972236 - Tune memory boundary for Bugs ES clusters

Reporter

Description

•

10 years ago

As noted in bug 968318, the upper memory boundary for the ES JVM on the Bugs clusters needs to be adjusted down to something reasonable.  I would suggest starting at 50 % of total system RAM, and seeing how that feels; for reference, the "generic" IT-managed ES clsuters are set at 66 %.

This will require the JVMs to be restarted, which effectively translates to a cluster restart, so this will likely need to be co-ordinated with the interested parties on A-Team (et al.).

Daniel Maher [:phrawzty]

Reporter

Updated

•

10 years ago

Comment 1

•

10 years ago

As per :ekyle, this needs to be co-ordinated with :harsha.
09:43:30 < ekyle> phrawzty: you can bounce the cluster anytime that i good for harsha (in #metrics)
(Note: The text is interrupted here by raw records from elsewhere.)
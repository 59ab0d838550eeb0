//! Point-in-time dibs status across a site's pool.

use crate::locks::{LockBackend, format_claim_time};
use crate::readiness::ReadinessCheck;
use crate::select::EnvFilter;
use chrono::{DateTime, Utc};
use std::fmt;

/// Status column of the report.
#[derive(Debug, Clone, Copy, PartialEq, Eq)]
pub enum EnvStatus {
    /// No dibs and provisioned.
    Available,
    /// No dibs, but the data store is not (known to be) provisioned.
    NotReady,
    /// Someone has dibs.
    AlreadyCalled,
}

impl EnvStatus {
    pub fn as_str(&self) -> &'static str {
        match self {
            EnvStatus::Available => "Available",
            EnvStatus::NotReady => "Not Ready",
            EnvStatus::AlreadyCalled => "Already called",
        }
    }
}

impl fmt::Display for EnvStatus {
    fn fmt(&self, f: &mut fmt::Formatter<'_>) -> fmt::Result {
        f.write_str(self.as_str())
    }
}

/// One line of the report.
#[derive(Debug, Clone, PartialEq, Eq)]
pub struct ReportRow {
    pub env: String,
    pub status: EnvStatus,
    pub owner: Option<String>,
    /// Unix seconds of the claim.
    pub claimed_at: Option<i64>,
    pub message: Option<String>,
}

impl ReportRow {
    /// Claim time for display; empty when there is no dibs.
    pub fn claimed_at_display(&self) -> String {
        self.claimed_at
            .and_then(|at| DateTime::from_timestamp(at, 0))
            .map(format_claim_time)
            .unwrap_or_default()
    }
}

/// Build the report for every environment of `pool` that passes `filter`.
///
/// With `age_threshold_secs == 0` every environment gets a row. Otherwise
/// only environments whose dibs is older than the threshold are listed, which
/// leaves out every environment without a dibs. Rows keep pool order.
pub fn report<L, R>(
    pool: &[String],
    filter: &EnvFilter,
    age_threshold_secs: u64,
    now: DateTime<Utc>,
    locks: &L,
    readiness: &R,
) -> Vec<ReportRow>
where
    L: LockBackend + ?Sized,
    R: ReadinessCheck + ?Sized,
{
    let threshold = i64::try_from(age_threshold_secs).unwrap_or(i64::MAX);
    let mut rows = Vec::new();

    for env in filter.apply(pool) {
        let read = locks.read(env);
        let record = read.record().filter(|r| r.is_for(env));

        let status = match record {
            Some(_) => EnvStatus::AlreadyCalled,
            None if readiness.is_ready(env) => EnvStatus::Available,
            None => EnvStatus::NotReady,
        };

        let age = record.map(|r| r.age_secs(now)).unwrap_or(0);
        if threshold != 0 && age <= threshold {
            continue;
        }

        rows.push(ReportRow {
            env: env.clone(),
            status,
            owner: record.map(|r| r.owner.clone()),
            claimed_at: record.map(|r| r.claimed_at),
            message: record.and_then(|r| r.message.clone()),
        });
    }

    rows
}
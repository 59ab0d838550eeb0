//! Implementation of the `dibs claim-any` command.

use super::session::{SiteSession, with_site};
use crate::cli::ClaimAnyArgs;
use crate::config::{Config, DibsOptions, Target};
use crate::error::{DibsError, Result};
use crate::identity::current_identity;
use crate::select::{EnvFilter, select_candidate};
use tracing::info;

/// Execute the `dibs claim-any` command.
pub fn cmd_claim_any(config: &Config, args: ClaimAnyArgs) -> Result<()> {
    let opts =
        DibsOptions::for_site(&args.site, args.filter.as_deref())?.with_message(&args.message);
    let Target::Site { site, filter } = &opts.target else {
        return Err(DibsError::ValidationError("claim-any needs a site name".to_string()));
    };
    let filter = config.filter_for(filter.as_deref())?;
    let owner = current_identity(config.identity.as_deref());

    let env = with_site(config, site, |session| {
        claim_any(session, &filter, &owner, opts.message.as_deref())
    })?;

    println!("Called dibs on the {} environment.", env);
    Ok(())
}

/// Pick the first free, ready environment passing `filter` and call dibs on it.
///
/// Selection and claim are separate steps: another claimant can take the
/// chosen environment in between, in which case the claim fails with a
/// conflict rather than moving on to the next candidate.
pub(crate) fn claim_any(
    session: &SiteSession<'_>,
    filter: &EnvFilter,
    owner: &str,
    message: Option<&str>,
) -> Result<String> {
    let pool = session.pool()?;
    let Some(env) = select_candidate(&pool, filter, session.locks, session.readiness) else {
        return Err(DibsError::ValidationError(
            "Unable to find an environment to call dibs on.".to_string(),
        ));
    };
    info!(env = %env, filter = %filter, "selected environment");
    session.coordinator().acquire(&env, owner, message)
}
//! Choosing an environment to claim from a site's pool.

use crate::catalog::EnvironmentEntry;
use crate::error::{DibsError, Result};
use crate::locks::LockBackend;
use crate::readiness::ReadinessCheck;
use regex::Regex;
use std::fmt;
use tracing::{debug, warn};

/// Environment that is never offered unless a filter asks for it.
pub const PROTECTED_ENV: &str = "live";

/// Which environment ids a command is willing to consider.
#[derive(Debug, Clone, Default)]
pub enum EnvFilter {
    /// Everything except `live`.
    #[default]
    AllButLive,
    /// Ids the pattern matches anywhere (unanchored, case as supplied).
    Pattern(Regex),
}

impl EnvFilter {
    /// Compile a caller-supplied pattern.
    pub fn parse(pattern: &str) -> Result<Self> {
        Regex::new(pattern).map(EnvFilter::Pattern).map_err(|e| {
            DibsError::ValidationError(format!("invalid filter pattern '{}': {}", pattern, e))
        })
    }

    /// Compile `pattern`, or use the default when none is given.
    pub fn from_option(pattern: Option<&str>) -> Result<Self> {
        match pattern {
            Some(p) => Self::parse(p),
            None => Ok(Self::default()),
        }
    }

    pub fn matches(&self, env: &str) -> bool {
        match self {
            EnvFilter::AllButLive => env != PROTECTED_ENV,
            EnvFilter::Pattern(re) => re.is_match(env),
        }
    }

    /// The ids of `pool` that pass the filter, in pool order.
    pub fn apply<'p>(&'p self, pool: &'p [String]) -> impl Iterator<Item = &'p String> + 'p {
        pool.iter().filter(move |env| self.matches(env))
    }
}

impl fmt::Display for EnvFilter {
    fn fmt(&self, f: &mut fmt::Formatter<'_>) -> fmt::Result {
        match self {
            EnvFilter::AllButLive => write!(f, "all but {}", PROTECTED_ENV),
            EnvFilter::Pattern(re) => write!(f, "/{}/", re.as_str()),
        }
    }
}

/// Turn catalog entries into the pool scan order: oldest first.
///
/// When every entry carries a creation time the pool is sorted by it
/// (stable, so ties keep catalog order). When any entry lacks one, catalog
/// order is trusted as-is.
pub fn order_pool(mut entries: Vec<EnvironmentEntry>) -> Vec<String> {
    if entries.iter().all(|e| e.created.is_some()) {
        entries.sort_by_key(|e| e.created);
    } else if !entries.is_empty() {
        warn!("catalog did not report creation times for every environment; using catalog order");
    }
    entries.into_iter().map(|e| e.id).collect()
}

/// Pick the first environment, in pool order, that passes `filter`, has no
/// dibs, and is ready.
///
/// Readiness is only checked for environments without a dibs.
pub fn select_candidate<L, R>(
    pool: &[String],
    filter: &EnvFilter,
    locks: &L,
    readiness: &R,
) -> Option<String>
where
    L: LockBackend + ?Sized,
    R: ReadinessCheck + ?Sized,
{
    for env in filter.apply(pool) {
        if let Some(record) = locks.read(env).record() {
            debug!(env = %env, owner = %record.owner, "skipping: dibs already called");
            continue;
        }
        if !readiness.is_ready(env) {
            debug!(env = %env, "skipping: not ready");
            continue;
        }
        return Some(env.clone());
    }
    None
}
Flags: needinfo?(schintalapani)

Adrian J Fernandez [:Aj]

Comment 2

•

10 years ago

Just for reference, the following nodes are alerting;
Fri 09:44:13 PST [5435] elasticsearch5.bugs.scl3.mozilla.com:color - Elasticsearch is WARNING: Elasticsearch Health is Yellow

Fri 09:44:13 PST [5437] elasticsearch6.bugs.scl3.mozilla.com:color - Elasticsearch is WARNING: Elasticsearch Health is Yellow

Adrian J Fernandez [:Aj]

Comment 3

•

10 years ago

Add elasticsearch4.bugs.scl3.mozilla.com to the list.

Kyle Lahnakoski [:ekyle]

Comment 4

•

10 years ago

It appears the yellow status is caused by the cluster *thinking* there are four nodes (or there was four nodes, or there was another node by a different name)  This can be caused by the nodes being bounced individually AND there being no fixed name to each node.    The ES config files can let you specify the node names and the cluster members explicitly to avoid this happening

Daniel Maher [:phrawzty]

Reporter

Comment 5

•

10 years ago

(In reply to Kyle Lahnakoski [:ekyle] from comment #4)
> It appears the yellow status is caused by the cluster *thinking* there are
> four nodes (or there was four nodes, or there was another node by a
> different name)  This can be caused by the nodes being bounced individually
> AND there being no fixed name to each node.    The ES config files can let
> you specify the node names and the cluster members explicitly to avoid this
> happening

The colours are actually quite easy to define :
Green: All shards of all indices are completely available.
Yellow: All indices are available, but some shards are not (replicas).
Red: One or more indices are not completely available.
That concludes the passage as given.